Chartology — Breakout or Breakdown: Tesla (deliveries reported tomorrow, robotaxi etc.) TSLA

First up, the stock, bumping up against resistance for the third time:

TSLA Tesla, Inc. daily Stock Chart

The instanalysis of resistance lines is that each approach to the level absorbs more stock that sellers are willing to let go, eventually resulting in a situation where the selling stops and the stock pops (it doesn't always work but is worth noting where the levels are) . The reverse is also true in theory. A stock continually hitting a support level absorbs buyers' cash and at some point there is no more money available to purchase at that price and the stock falls.

As noted July 8 with the stock at $249.07: "Chartology: Tesla Stock Now Has A Very Wide Range To Churn Through (TSLA)". And September 5 A Word Of Caution On Tesla's Stock (TSLA):

Now don't get me wrong, I'm as much into Elon's/Baidu's/Nvidia's vision of flying cars and robotaxis as the next person and haven't changed this opinion on the company from April 24's "Tesla Q1 2024 Earnings Call Transcript (TSLA)":

...In pre-market action the stock is up $17.47 (+12.07%) at $162.15.

Below are the words that are adding billions ($50+) to the company's valuation. 

Personally I think Musk is going to pull it off, but that's just me—perhaps informed by posting on the company and its stock since before the June 2010 share flotation (which, adjusted for the 5:1 and 3:1 stock splits gives a $1.133 IPO price)—however, there are plenty of other opinions to choose from if one doesn't care for that one....

Emphasis added.

However. There is a giant gap on the price chart, July 23 - 24 which exuberant buyers seem bound-and-determined to fill:

Chart Image

TradingView

~$246 down to ~$225 with today's last trade at $231.62.

This could be setting up to be a "buy on mystery, sell on history" type of thing with the robotaxi unveil in October. 

In the meantime, if one can step back from the minute-to-minute action the stock has been  churning in that $180 to $260 range since July, alternatively wiping out shorts, then longs.

Well, the stock filled the gap without reversing and here we are right back at the top of the range. And here are some considerations to factor into the dreamscape. 

Barron's, September 29: Tesla’s Delivery Numbers Are Due.

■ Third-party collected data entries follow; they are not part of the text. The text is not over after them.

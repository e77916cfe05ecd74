//! `Derivative`: a first-difference filter. Stacking two gives a
//! second-order difference.

use crate::error::{ConfigError, RuntimeError};
use crate::filter::{validate_parameters, EndpointSpec, FilterFactory, FilterSpec, FilterState};
use crate::filters::INT32_MAX;
use crate::value::{Parameter, Value};

fn spec() -> FilterSpec {
    FilterSpec {
        name: "Derivative".to_string(),
        inputs: vec![EndpointSpec::stream("input")],
        outputs: vec![EndpointSpec::stream("output")],
        parameters: vec![],
    }
}

/// Factory for the `Derivative` filter.
pub struct DerivativeFactory;

impl FilterFactory for DerivativeFactory {
    fn spec(&self) -> &FilterSpec {
        static SPEC: std::sync::OnceLock<FilterSpec> = std::sync::OnceLock::new();
        SPEC.get_or_init(spec)
    }

    fn init(&self, params: &[Parameter], _frequency: f64) -> Result<Box<dyn FilterState>, ConfigError> {
        validate_parameters(self.spec(), params)?;
        Ok(Box::new(DerivativeState { previous: None }))
    }
}

struct DerivativeState {
    /// The previous raw input. `None` on the very first tick: with no
    /// prior sample to compare against, that tick's delta is treated as
    /// zero (the input acts as its own previous value) so the filter's
    /// first output is `INT32_MAX` rather than an artificial transient.
    previous: Option<u32>,
}

impl FilterState for DerivativeState {
    fn proc(&mut self, inputs: &[Value], outputs: &mut [Value]) -> Result<(), RuntimeError> {
        let input = inputs[0]
            .as_unsigned()
            .expect("resolver guarantees Derivative's input slot holds an unsigned value");
        let previous = self.previous.unwrap_or(input);

        outputs[0] = Value::Unsigned(INT32_MAX.wrapping_add(input).wrapping_sub(previous));
        self.previous = Some(input);
        Ok(())
    }
}

#[cfg(test)]
mod tests {
    use super::*;

    fn run(mut state: Box<dyn FilterState>, inputs: &[u32]) -> Vec<u32> {
        inputs
            .iter()
            .map(|&x| {
                let mut out = [Value::Unsigned(0)];
                state
                    .proc(&[Value::Unsigned(x)], &mut out)
                    .expect("proc");
                out[0].as_unsigned().expect("unsigned")
            })
            .collect()
    }

    #[test]
    fn first_difference_matches_spec_example() {
        let factory = DerivativeFactory;
        let state = factory.init(&[], 1.0).expect("init");
        let out = run(state, &[10, 20, 35, 35]);
        assert_eq!(
            out,
            vec![
                INT32_MAX,
                INT32_MAX.wrapping_add(10),
                INT32_MAX.wrapping_add(15),
                INT32_MAX,
            ]
        );
    }

    #[test]
    fn stacked_derivative_of_linear_ramp_is_constant_after_two_samples() {
        let factory = DerivativeFactory;
        let mut first = factory.init(&[], 1.0).expect("init");
        let mut second = factory.init(&[], 1.0).expect("init");

        let ramp: Vec<u32> = (0..6).map(|t| 3 * t + 7).collect();
        let mut results = Vec::new();
        for &x in &ramp {
            let mut mid = [Value::Unsigned(0)];
            first.proc(&[Value::Unsigned(x)], &mut mid).expect("proc");
            let mut out = [Value::Unsigned(0)];
            second.proc(&mid, &mut out).expect("proc");
            results.push(out[0].as_unsigned().expect("unsigned"));
        }

        for value in &results[2..] {
            assert_eq!(*value, INT32_MAX);
        }
    }
}
//! Configuration and runtime errors for the filter framework, resolver,
//! and engine.

use thiserror::Error;

use crate::value::ValueKind;

/// Errors surfaced while resolving a declarative pipeline spec into a
/// flat execution plan. All of these abort `start()` and leave the
/// caller in `Idle`.
#[derive(Error, Debug, Clone, PartialEq)]
pub enum ConfigError {
    /// A pipeline referenced a filter library entry that does not exist.
    #[error("unknown filter in library: {name}")]
    UnknownFilter {
        /// The unresolved filter spec name.
        name: String,
    },

    /// A setup referenced a pipeline that does not exist.
    #[error("unknown pipeline: {name}")]
    UnknownPipeline {
        /// The unresolved pipeline name.
        name: String,
    },

    /// A stage referenced a filter-endpoint node whose label has no
    /// matching instantiation in the pipeline.
    #[error("unknown filter instantiation referenced by label: {label}")]
    UnknownFilterLabel {
        /// The unresolved label.
        label: String,
    },

    /// A stage referenced a filter endpoint name the filter's spec does
    /// not declare.
    #[error("filter {label} has no {endpoint_kind} endpoint named {endpoint}")]
    UnresolvedEndpoint {
        /// The filter instantiation's label.
        label: String,
        /// `"input"` or `"output"`.
        endpoint_kind: &'static str,
        /// The endpoint name that was not found.
        endpoint: String,
    },

    /// A stage referenced a channel label no context binding declares.
    #[error("unresolved channel label: {label}")]
    UnresolvedChannel {
        /// The unresolved label.
        label: String,
    },

    /// A stage referenced a graph label no context binding declares.
    #[error("unresolved graph label: {label}")]
    UnresolvedGraph {
        /// The unresolved label.
        label: String,
    },

    /// An endpoint was wired by more than one stage.
    #[error("filter {label} endpoint {endpoint} is wired more than once")]
    DuplicateWiring {
        /// The filter instantiation's label.
        label: String,
        /// The endpoint name wired twice.
        endpoint: String,
    },

    /// A stage's `from` node was a graph, which is a sink-only variant.
    #[error("graph {label} used as a stage source; graphs are sinks only")]
    GraphAsSource {
        /// The offending graph label.
        label: String,
    },

    /// After the wiring sweep, some filter endpoint was never set —
    /// this also catches back-edges, since an edge into an unset input
    /// can only come from a producer that has not run yet.
    #[error("filter {label} {endpoint_kind} endpoint {endpoint} was never wired")]
    UnwiredEndpoint {
        /// The filter instantiation's label.
        label: String,
        /// `"input"` or `"output"`.
        endpoint_kind: &'static str,
        /// The endpoint name left unset.
        endpoint: String,
    },

    /// A parameter required by a filter's spec was not supplied.
    #[error("missing parameter: {name}")]
    MissingParameter {
        /// The missing parameter's name.
        name: String,
    },

    /// A parameter was supplied with the wrong value kind.
    #[error("parameter {name} expected kind {expected}, got {actual}")]
    ParameterKindMismatch {
        /// The parameter's name.
        name: String,
        /// The kind its spec declares.
        expected: ValueKind,
        /// The kind actually bound.
        actual: ValueKind,
    },

    /// A `Value` was read through the wrong accessor.
    #[error("value kind mismatch: expected {expected}, got {actual}")]
    ValueKindMismatch {
        /// The kind the caller expected.
        expected: ValueKind,
        /// The kind actually stored.
        actual: ValueKind,
    },

    /// A filter's `init` rejected its wiring or parameters for a reason
    /// specific to that filter (e.g. a non-positive window size).
    #[error("filter {label} failed to initialize: {reason}")]
    FilterInit {
        /// The filter instantiation's label.
        label: String,
        /// Human-readable reason.
        reason: String,
    },

    /// A filter's input is wired from a filter output that has not been
    /// instantiated yet in first-encounter order — the stage graph
    /// contains a back-edge.
    #[error(
        "back-edge: {consumer_label}'s input {input_endpoint} is wired from {producer_label}, \
         which is not instantiated before it"
    )]
    BackEdge {
        /// The filter instantiation whose input is mis-wired.
        consumer_label: String,
        /// The input endpoint name.
        input_endpoint: String,
        /// The filter instantiation that would need to run first.
        producer_label: String,
    },
}

/// Per-sample assertion failures. These indicate a programming error
/// (an invariant the resolver was supposed to guarantee did not hold)
/// and are fatal to the controller per §7.
#[derive(Error, Debug, Clone, PartialEq)]
pub enum RuntimeError {
    /// A filter's FIFO was asked to hold more samples than its
    /// resolver-assigned capacity. Sizing is derived from the
    /// acquisition frequency at `init` time; this must not occur.
    #[error("FIFO overflow in filter {label}: capacity {capacity} exceeded")]
    FifoOverflow {
        /// The filter instantiation's label.
        label: String,
        /// The FIFO's fixed capacity.
        capacity: usize,
    },

    /// A filter's FIFO was read while empty.
    #[error("FIFO underflow in filter {label}")]
    FifoUnderflow {
        /// The filter instantiation's label.
        label: String,
    },
}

Wall Street Has Taken All the Fun Out of It:

Wall Street’s obsession for uncovering any shred of data that might give it an edge in predicting outcomes has made Tesla’s quarterly delivery report a little less exciting over time.  

Tesla is slated to report third-quarter delivery figures on Wednesday. They should be good. Just don’t expect a big positive reaction from the stock.

Wall Street has taken some of the fun and mystery from Tesla’s quarterly release with its obsession for uncovering any shred of data that might give it an edge in predicting outcomes.

Better, more reliable information, of course, is a good thing. What the evolution of analyst tracking means, however, is investors should pay more attention to the stock before delivery numbers are released. That is becoming more indicative of how things are going at the electric vehicle maker than the reaction to the actual delivery number.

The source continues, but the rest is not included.